═════ Records to process ═════
//! Add/edit form state.
//!
//! One [`FlashcardForm`] serves both modes. The topic is either picked from
//! the known topics or typed in through the "custom" path; leaving the custom
//! path drops whatever was typed. Client-side validation mirrors the server:
//! all three fields must be non-blank after trimming.

use std::collections::BTreeSet;

use thiserror::Error;

use crate::model::{Flashcard, FlashcardDraft, FlashcardId, FlashcardPatch};
use crate::validation::normalize_topic;

pub const REQUIRED_MESSAGE: &str = "All fields are required.";

#[derive(Debug, Clone, PartialEq, Eq)]
pub enum FormMode {
    Add,
    Edit(FlashcardId),
}

#[derive(Debug, Clone, Copy, PartialEq, Eq)]
pub enum TopicChoice {
    Select,
    Custom,
}

/// What the topic dropdown was set to.
#[derive(Debug, Clone, PartialEq, Eq)]
pub enum TopicOption {
    None,
    Known(String),
    Custom,
}

#[derive(Error, Debug, Clone, PartialEq, Eq)]
pub enum FormError {
    #[error("{}", REQUIRED_MESSAGE)]
    MissingFields,

    #[error("A submission is already in progress")]
    Busy,
}

/// Request produced by a valid submit.
#[derive(Debug, Clone, PartialEq, Eq)]
pub enum Submission {
    Create(FlashcardDraft),
    Update(FlashcardId, FlashcardPatch),
}

#[derive(Debug, Clone)]
pub struct FlashcardForm {
    mode: FormMode,
    pub term: String,
    pub definition: String,
    topic: String,
    topic_choice: TopicChoice,
    submitting: bool,
    error: Option<String>,
}

impl FlashcardForm {
    pub fn for_add() -> Self {
        Self {
            mode: FormMode::Add,
            term: String::new(),
            definition: String::new(),
            topic: String::new(),
            topic_choice: TopicChoice::Select,
            submitting: false,
            error: None,
        }
    }

    /// Pre-fills from `card`. A topic outside `known_topics` opens on the custom path.
    pub fn for_edit(card: &Flashcard, known_topics: &BTreeSet<String>) -> Self {
        let is_custom = !card.topic.is_empty() && !known_topics.contains(&card.topic);
        Self {
            mode: FormMode::Edit(card.id),
            term: card.term.clone(),
            definition: card.definition.clone(),
            topic: card.topic.clone(),
            topic_choice: if is_custom {
                TopicChoice::Custom
            } else {
                TopicChoice::Select
            },
            submitting: false,
            error: None,
        }
    }

    pub fn mode(&self) -> &FormMode {
        &self.mode
    }

    pub fn topic(&self) -> &str {
        &self.topic
    }

    pub fn topic_choice(&self) -> TopicChoice {
        self.topic_choice
    }

    pub fn error(&self) -> Option<&str> {
        self.error.as_deref()
    }

    pub fn is_submitting(&self) -> bool {
        self.submitting
    }

    pub fn title(&self) -> &'static str {
        match self.mode {
            FormMode::Add => "Add Flashcard",
            FormMode::Edit(_) => "Edit Flashcard",
        }
    }

    pub fn submit_label(&self) -> &'static str {
        match (self.submitting, &self.mode) {
            (true, _) => "Saving...",
            (false, FormMode::Add) => "Add Card",
            (false, FormMode::Edit(_)) => "Save Changes",
        }
    }

    pub fn choose_topic(&mut self, option: TopicOption) {
        match option {
            TopicOption::Custom => {
                self.topic_choice = TopicChoice::Custom;
                self.topic.clear();
            }
            TopicOption::Known(topic) => {
                self.topic_choice = TopicChoice::Select;
                self.topic = topic;
            }
            TopicOption::None => {
                self.topic_choice = TopicChoice::Select;
                self.topic.clear();
            }
        }
    }

    /// Typing only lands while the custom path is open.
    pub fn type_custom_topic(&mut self, text: &str) {
        if self.topic_choice == TopicChoice::Custom {
            self.topic = text.to_string();
        }
    }

    /// Validates and locks the form. The lock stays until [`finish_submit`](Self::finish_submit).
    pub fn begin_submit(&mut self) -> Result<Submission, FormError> {
        if self.submitting {
            return Err(FormError::Busy);
        }
        self.error = None;

        let term = self.term.trim().to_string();
        let definition = self.definition.trim().to_string();
        let topic = normalize_topic(&self.topic);

        if term.is_empty() || definition.is_empty() || topic.is_empty() {
            let err = FormError::MissingFields;
            self.error = Some(err.to_string());
            return Err(err);
        }

        self.submitting = true;
        Ok(match &self.mode {
            FormMode::Add => Submission::Create(FlashcardDraft::new(term, definition).with_topic(topic)),
            FormMode::Edit(id) => Submission::Update(
                *id,
                FlashcardPatch {
                    term: Some(term),
                    definition: Some(definition),
                    topic: Some(topic),
                },
            ),
        })
    }

    /// Unlocks the form. On failure the message is kept for display.
    pub fn finish_submit(&mut self, outcome: Result<(), String>) {
        self.submitting = false;
        match outcome {
            Ok(()) => {
                self.error = None;
                if self.mode == FormMode::Add {
                    *self = Self::for_add();
                }
            }
            Err(message) => self.error = Some(message),
        }
    }
}

#[cfg(test)]
mod tests {
    use super::*;

    fn known(topics: &[&str]) -> BTreeSet<String> {
        topics.iter().map(|t| t.to_string()).collect()
    }

    fn filled_add_form() -> FlashcardForm {
        let mut form = FlashcardForm::for_add();
        form.term = "  Closure ".into();
        form.definition = " Remembers scope ".into();
        form.choose_topic(TopicOption::Custom);
        form.type_custom_topic(" js");
        form
    }

    #[test]
    fn submit_trims_and_capitalizes() {
        let mut form = filled_add_form();
        let submission = form.begin_submit().unwrap();
        assert_eq!(
            submission,
            Submission::Create(FlashcardDraft::new("Closure", "Remembers scope").with_topic("Js"))
        );
        assert!(form.is_submitting());
        assert_eq!(form.submit_label(), "Saving...");
    }

    #[test]
    fn blank_field_is_rejected() {
        let mut form = filled_add_form();
        form.choose_topic(TopicOption::None);
        assert_eq!(form.begin_submit(), Err(FormError::MissingFields));
        assert_eq!(form.error(), Some(REQUIRED_MESSAGE));
        assert!(!form.is_submitting());
    }

    #[test]
    fn second_submit_while_in_flight_is_busy() {
        let mut form = filled_add_form();
        form.begin_submit().unwrap();
        assert_eq!(form.begin_submit(), Err(FormError::Busy));
        form.finish_submit(Err("Failed to add flashcard".into()));
        assert_eq!(form.error(), Some("Failed to add flashcard"));
        assert!(form.begin_submit().is_ok());
    }

    #[test]
    fn switching_away_from_custom_discards_typed_topic() {
        let mut form = FlashcardForm::for_add();
        form.choose_topic(TopicOption::Custom);
        form.type_custom_topic("Elixir");
        form.choose_topic(TopicOption::Known("DSA".into()));
        assert_eq!(form.topic(), "DSA");

        form.type_custom_topic("ignored");
        assert_eq!(form.topic(), "DSA");

        form.choose_topic(TopicOption::Custom);
        assert_eq!(form.topic(), "");
    }

    #[test]
    fn edit_opens_custom_path_for_unknown_topic() {
        let card = Flashcard::new("a".into(), "b".into(), "Elixir".into());
        let form = FlashcardForm::for_edit(&card, &known(&["DSA"]));
        assert_eq!(form.topic_choice(), TopicChoice::Custom);
        assert_eq!(form.title(), "Edit Flashcard");
        assert_eq!(form.submit_label(), "Save Changes");

        let form = FlashcardForm::for_edit(&card, &known(&["Elixir"]));
        assert_eq!(form.topic_choice(), TopicChoice::Select);
    }

    #[test]
    fn edit_submits_full_patch() {
        let card = Flashcard::new("a".into(), "b".into(), "DSA".into());
        let mut form = FlashcardForm::for_edit(&card, &known(&["DSA"]));
        form.definition = "new".into();
        match form.begin_submit().unwrap() {
            Submission::Update(id, patch) => {
                assert_eq!(id, card.id);
                assert_eq!(patch.definition.as_deref(), Some("new"));
                assert_eq!(patch.topic.as_deref(), Some("DSA"));
            }
            other => panic!("unexpected {other:?}"),
        }
    }

    #[test]
    fn successful_add_clears_the_form() {
        let mut form = filled_add_form();
        form.begin_submit().unwrap();
        form.finish_submit(Ok(()));
        assert!(form.term.is_empty());
        assert_eq!(form.topic_choice(), TopicChoice::Select);
        assert!(!form.is_submitting());
    }
}
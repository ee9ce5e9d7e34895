use crate::commands::{CmdMessage, CmdResult};
use crate::error::Result;
use crate::model::{Flashcard, FlashcardDraft};
use crate::store::DataStore;
use crate::validation::validate_draft;

pub fn run<S: DataStore>(store: &mut S, draft: &FlashcardDraft) -> Result<CmdResult> {
    let fields = validate_draft(draft)?;
    let card = Flashcard::new(fields.term, fields.definition, fields.topic);
    store.save_card(&card)?;

    let mut result = CmdResult::default();
    result.add_message(CmdMessage::new(format!(
        "Flashcard created ({}): {}",
        card.topic, card.term
    )));
    result.affected_cards.push(card);
    Ok(result)
}
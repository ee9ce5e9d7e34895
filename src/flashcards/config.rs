use crate::error::{FlashcardError, Result};
use directories::ProjectDirs;
use serde::{Deserialize, Serialize};
use std::fmt::Display;
use std::fs;
use std::path::{Path, PathBuf};
use std::str::FromStr;
use tracing::{debug, info};

const CONFIG_FILENAME: &str = "config.json";
const DEFAULT_PORT: u16 = 5050;
const DEFAULT_SERVER_URL: &str = "http://localhost:5050";

pub const ENV_PORT: &str = "FLASHCARDS_PORT";
pub const ENV_DATA_DIR: &str = "FLASHCARDS_DATA_DIR";
pub const ENV_SERVER_URL: &str = "FLASHCARDS_SERVER_URL";
pub const ENV_CORS_ORIGIN: &str = "FLASHCARDS_CORS_ORIGIN";

/// Configuration for the server and the terminal client, stored in `<data dir>/config.json`.
#[derive(Debug, Clone, Serialize, Deserialize, PartialEq, Eq)]
pub struct FlashcardsConfig {
    /// Port the API listens on
    #[serde(default = "default_port")]
    pub port: u16,

    /// Base URL the client talks to
    #[serde(default = "default_server_url")]
    pub server_url: String,

    /// Where `flashcards.json` lives; falls back to the platform data dir
    #[serde(default)]
    pub data_dir: Option<PathBuf>,

    /// Allowed CORS origin; any origin when unset
    #[serde(default)]
    pub cors_origin: Option<String>,
}

fn default_port() -> u16 {
    DEFAULT_PORT
}

fn default_server_url() -> String {
    DEFAULT_SERVER_URL.to_string()
}

impl Default for FlashcardsConfig {
    fn default() -> Self {
        Self {
            port: DEFAULT_PORT,
            server_url: DEFAULT_SERVER_URL.to_string(),
            data_dir: None,
            cors_origin: None,
        }
    }
}

impl FlashcardsConfig {
    /// Load config from the given directory, or return defaults if not found
    pub fn load<P: AsRef<Path>>(config_dir: P) -> Result<Self> {
        let config_path = config_dir.as_ref().join(CONFIG_FILENAME);

        if !config_path.exists() {
            debug!("No config at {}, using defaults", config_path.display());
            return Ok(Self::default());
        }

        let content = fs::read_to_string(&config_path).map_err(FlashcardError::Io)?;
        let config: FlashcardsConfig =
            serde_json::from_str(&content).map_err(FlashcardError::Serialization)?;
        Ok(config)
    }

    /// Save config to the given directory
    pub fn save<P: AsRef<Path>>(&self, config_dir: P) -> Result<()> {
        let config_dir = config_dir.as_ref();

        if !config_dir.exists() {
            fs::create_dir_all(config_dir).map_err(FlashcardError::Io)?;
        }

        let config_path = config_dir.join(CONFIG_FILENAME);
        let content = serde_json::to_string_pretty(self).map_err(FlashcardError::Serialization)?;
        fs::write(config_path, content).map_err(FlashcardError::Io)?;
        Ok(())
    }

    /// Resolves the data directory, then loads its config and applies
    /// environment overrides on top.
    pub fn from_environment() -> Result<Self> {
        let lookup = |key: &str| std::env::var(key).ok();
        let data_dir = match lookup(ENV_DATA_DIR) {
            Some(dir) => PathBuf::from(dir),
            None => default_data_dir()?,
        };

        let mut config = Self::load(&data_dir)?;
        config.data_dir.get_or_insert(data_dir);
        config.apply_overrides(lookup)?;
        Ok(config)
    }

    /// Applies `FLASHCARDS_*` overrides read through `lookup`.
    pub fn apply_overrides<F>(&mut self, lookup: F) -> Result<()>
    where
        F: Fn(&str) -> Option<String>,
    {
        if let Some(port) = parse_var(&lookup, ENV_PORT)? {
            self.port = port;
        }
        if let Some(url) = lookup(ENV_SERVER_URL) {
            info!("{ENV_SERVER_URL} set, using {url}");
            self.server_url = url;
        }
        if let Some(dir) = lookup(ENV_DATA_DIR) {
            self.data_dir = Some(PathBuf::from(dir));
        }
        if let Some(origin) = lookup(ENV_CORS_ORIGIN) {
            self.cors_origin = Some(origin);
        }
        Ok(())
    }

    pub fn data_dir(&self) -> Result<PathBuf> {
        match &self.data_dir {
            Some(dir) => Ok(dir.clone()),
            None => default_data_dir(),
        }
    }
}

fn parse_var<T, F>(lookup: &F, key: &str) -> Result<Option<T>>
where
    T: FromStr,
    T::Err: Display,
    F: Fn(&str) -> Option<String>,
{
    match lookup(key) {
        Some(raw) => raw
            .trim()
            .parse()
            .map(Some)
            .map_err(|e| FlashcardError::Config(format!("Invalid {key} value {raw:?}: {e}"))),
        None => Ok(None),
    }
}

pub fn default_data_dir() -> Result<PathBuf> {
    ProjectDirs::from("com", "flashcards", "flashcards")
        .map(|dirs| dirs.data_dir().to_path_buf())
        .ok_or_else(|| FlashcardError::Config("Could not determine data directory".to_string()))
}

#[cfg(test)]
mod tests {
    use super::*;
    use std::collections::HashMap;
    use tempfile::tempdir;

    #[test]
    fn test_default_config() {
        let config = FlashcardsConfig::default();
        assert_eq!(config.port, 5050);
        assert_eq!(config.server_url, "http://localhost:5050");
        assert!(config.cors_origin.is_none());
    }

    #[test]
    fn test_load_nonexistent_returns_default() {
        let dir = tempdir().unwrap();
        let config = FlashcardsConfig::load(dir.path()).unwrap();
        assert_eq!(config, FlashcardsConfig::default());
    }

    #[test]
    fn test_save_and_load() {
        let dir = tempdir().unwrap();
        let config = FlashcardsConfig {
            port: 7000,
            cors_origin: Some("http://localhost:5173".into()),
            ..Default::default()
        };
        config.save(dir.path()).unwrap();

        let loaded = FlashcardsConfig::load(dir.path()).unwrap();
        assert_eq!(loaded, config);
    }

    #[test]
    fn test_partial_file_fills_defaults() {
        let dir = tempdir().unwrap();
        fs::write(dir.path().join(CONFIG_FILENAME), r#"{"port": 8080}"#).unwrap();
        let loaded = FlashcardsConfig::load(dir.path()).unwrap();
        assert_eq!(loaded.port, 8080);
        assert_eq!(loaded.server_url, DEFAULT_SERVER_URL);
    }

    #[test]
    fn test_env_overrides() {
        let vars: HashMap<&str, &str> = [
            (ENV_PORT, "6060"),
            (ENV_SERVER_URL, "http://example.test:6060"),
        ]
        .into_iter()
        .collect();
        let mut config = FlashcardsConfig::default();
        config
            .apply_overrides(|key| vars.get(key).map(|v| v.to_string()))
            .unwrap();
        assert_eq!(config.port, 6060);
        assert_eq!(config.server_url, "http://example.test:6060");
    }

    #[test]
    fn test_invalid_port_is_config_error() {
        let mut config = FlashcardsConfig::default();
        let result = config.apply_overrides(|key| (key == ENV_PORT).then(|| "nope".to_string()));
        assert!(matches!(result, Err(FlashcardError::Config(_))));
    }
}
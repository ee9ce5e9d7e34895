use axum::{
    http::StatusCode,
    response::{IntoResponse, Response},
    Json,
};
use serde::{Deserialize, Serialize};
use thiserror::Error;
use tracing::error;

use crate::error::FlashcardError;

pub const INVALID_ID_MESSAGE: &str = "Invalid flashcard ID";
pub const NOT_FOUND_MESSAGE: &str = "Flashcard not found";

/// JSON body of every error response.
#[derive(Debug, Clone, PartialEq, Eq, Serialize, Deserialize)]
pub struct ErrorBody {
    pub message: String,
    #[serde(default, skip_serializing_if = "Option::is_none")]
    pub error: Option<String>,
}

#[derive(Error, Debug)]
pub enum AppError {
    #[error("{0}")]
    Validation(String),

    #[error("{}", INVALID_ID_MESSAGE)]
    InvalidId,

    #[error("{}", NOT_FOUND_MESSAGE)]
    NotFound,

    #[error("Malformed payload")]
    MalformedPayload(String),

    /// Store failures. `message` names the failed operation, `detail` is the
    /// underlying error rendered as a string.
    #[error("{message}")]
    Internal {
        message: &'static str,
        detail: String,
    },
}

impl AppError {
    /// Maps a command error, using `failure` as the message for store failures.
    pub fn from_flashcard(err: FlashcardError, failure: &'static str) -> Self {
        if err.is_persistence() {
            error!(error = %err, "{failure}");
        }
        match err {
            FlashcardError::Validation(v) => AppError::Validation(v.to_string()),
            FlashcardError::InvalidId(_) => AppError::InvalidId,
            FlashcardError::NotFound(_) => AppError::NotFound,
            other => AppError::Internal {
                message: failure,
                detail: other.to_string(),
            },
        }
    }

    pub fn status(&self) -> StatusCode {
        match self {
            AppError::Validation(_) | AppError::InvalidId | AppError::MalformedPayload(_) => {
                StatusCode::BAD_REQUEST
            }
            AppError::NotFound => StatusCode::NOT_FOUND,
            AppError::Internal { .. } => StatusCode::INTERNAL_SERVER_ERROR,
        }
    }
}

impl IntoResponse for AppError {
    fn into_response(self) -> Response {
        let status = self.status();
        let error = match &self {
            AppError::MalformedPayload(detail) => Some(detail.clone()),
            AppError::Internal { detail, .. } => Some(detail.clone()),
            _ => None,
        };
        let body = ErrorBody {
            message: self.to_string(),
            error,
        };

        (status, Json(body)).into_response()
    }
}
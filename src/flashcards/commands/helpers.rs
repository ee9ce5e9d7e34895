use crate::model::Flashcard;
use std::cmp::Reverse;

/// Orders cards newest first. Cards created in the same instant fall back to
/// id order, which follows creation order within a process.
pub fn sort_newest_first(cards: &mut [Flashcard]) {
    cards.sort_by_key(|card| Reverse((card.created_at, card.id)));
}
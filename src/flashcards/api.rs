//! # API Facade
//!
//! The API layer is a **thin facade** over the command layer. Every front-end
//! (the HTTP server, tests) goes through it.
//!
//! ## Role and Responsibilities
//!
//! The facade:
//! - **Normalizes inputs**: raw id strings from URLs become [`FlashcardId`]s,
//!   so a malformed id fails with `InvalidId` before the store is consulted
//! - **Dispatches** to the matching command
//! - **Returns structured types** (`Result<CmdResult>`)
//!
//! It does no validation of record fields (commands own that) and no
//! presentation (the server and CLI own that).
//!
//! ## Generic Over DataStore
//!
//! `FlashcardApi<S: DataStore>` runs on `FileStore` in production and on
//! `InMemoryStore` in tests and throwaway servers.

use crate::commands;
use crate::error::Result;
use crate::model::{FlashcardDraft, FlashcardId, FlashcardPatch};
use crate::store::DataStore;

pub struct FlashcardApi<S: DataStore> {
    store: S,
}

impl<S: DataStore> FlashcardApi<S> {
    pub fn new(store: S) -> Self {
        Self { store }
    }

    pub fn create_card(&mut self, draft: &FlashcardDraft) -> Result<commands::CmdResult> {
        commands::create::run(&mut self.store, draft)
    }

    pub fn list_cards(&self) -> Result<commands::CmdResult> {
        commands::list::run(&self.store)
    }

    pub fn get_card(&self, id: &str) -> Result<commands::CmdResult> {
        let id = parse_id(id)?;
        commands::get::run(&self.store, &id)
    }

    pub fn update_card(&mut self, id: &str, patch: &FlashcardPatch) -> Result<commands::CmdResult> {
        let id = parse_id(id)?;
        commands::update::run(&mut self.store, &id, patch)
    }

    pub fn delete_card(&mut self, id: &str) -> Result<commands::CmdResult> {
        let id = parse_id(id)?;
        commands::delete::run(&mut self.store, &id)
    }
}

fn parse_id(raw: &str) -> Result<FlashcardId> {
    raw.parse()
}

pub use crate::commands::{CmdMessage, CmdResult, DELETED_MESSAGE};

#[cfg(test)]
mod tests {
    use super::*;
    use crate::error::FlashcardError;
    use crate::store::memory::InMemoryStore;

    const ABSENT: &str = "000000000000000000000000";

    fn api() -> FlashcardApi<InMemoryStore> {
        FlashcardApi::new(InMemoryStore::new())
    }

    #[test]
    fn malformed_ids_are_invalid_for_every_operation() {
        let mut api = api();
        api.create_card(&FlashcardDraft::new("a", "b")).unwrap();

        for raw in ["123", "not-an-id", "0000000000000000000000zz"] {
            assert!(matches!(api.get_card(raw), Err(FlashcardError::InvalidId(_))));
            assert!(matches!(
                api.update_card(raw, &FlashcardPatch::default()),
                Err(FlashcardError::InvalidId(_))
            ));
            assert!(matches!(api.delete_card(raw), Err(FlashcardError::InvalidId(_))));
        }
    }

    #[test]
    fn well_formed_absent_ids_are_not_found() {
        let mut api = api();
        assert!(matches!(api.get_card(ABSENT), Err(FlashcardError::NotFound(_))));
        assert!(matches!(
            api.update_card(ABSENT, &FlashcardPatch::default()),
            Err(FlashcardError::NotFound(_))
        ));
        assert!(matches!(api.delete_card(ABSENT), Err(FlashcardError::NotFound(_))));
    }

    #[test]
    fn id_is_checked_before_the_body() {
        let mut api = api();
        let patch = FlashcardPatch {
            term: Some("".into()),
            ..Default::default()
        };
        assert!(matches!(
            api.update_card("bad", &patch),
            Err(FlashcardError::InvalidId(_))
        ));
        assert!(matches!(
            api.update_card(ABSENT, &patch),
            Err(FlashcardError::NotFound(_))
        ));
    }

    #[test]
    fn dispatches_round_trip() {
        let mut api = api();
        let card = api
            .create_card(&FlashcardDraft::new("Closure", "...").with_topic("js"))
            .unwrap()
            .into_affected()
            .unwrap();

        let listed = api.list_cards().unwrap().listed_cards;
        assert_eq!(listed[0].id, card.id);

        let fetched = api.get_card(&card.id.to_string()).unwrap().into_affected().unwrap();
        assert_eq!(fetched.topic, "Js");

        let deleted = api.delete_card(&card.id.to_string()).unwrap();
        assert_eq!(deleted.messages[0].content, DELETED_MESSAGE);
    }

    #[test]
    fn padded_ids_are_not_trimmed() {
        let mut api = api();
        let card = api
            .create_card(&FlashcardDraft::new("a", "b"))
            .unwrap()
            .into_affected()
            .unwrap();

        let padded = format!(" {} ", card.id);
        assert!(matches!(api.get_card(&padded), Err(FlashcardError::InvalidId(_))));
        assert!(matches!(api.delete_card(&padded), Err(FlashcardError::InvalidId(_))));
        assert!(api.get_card(&card.id.to_string()).is_ok());
    }

    #[test]
    fn twelve_character_strings_are_not_ids() {
        let api = api();
        assert!(matches!(
            api.get_card("aaaaaaaaaaaa"),
            Err(FlashcardError::InvalidId(_))
        ));
    }
}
═════
> _What the exercise asks_
Reproduce verbatim the range of lines that opens the records and closes with the line containing "use std::collections::BTreeSet;". Omit everything after it.

> _Solution to this task_
//! Add/edit form state.
//!
//! One [`FlashcardForm`] serves both modes. The topic is either picked from
//! the known topics or typed in through the "custom" path; leaving the custom
//! path drops whatever was typed. Client-side validation mirrors the server:
//! all three fields must be non-blank after trimming.

use std::collections::BTreeSet;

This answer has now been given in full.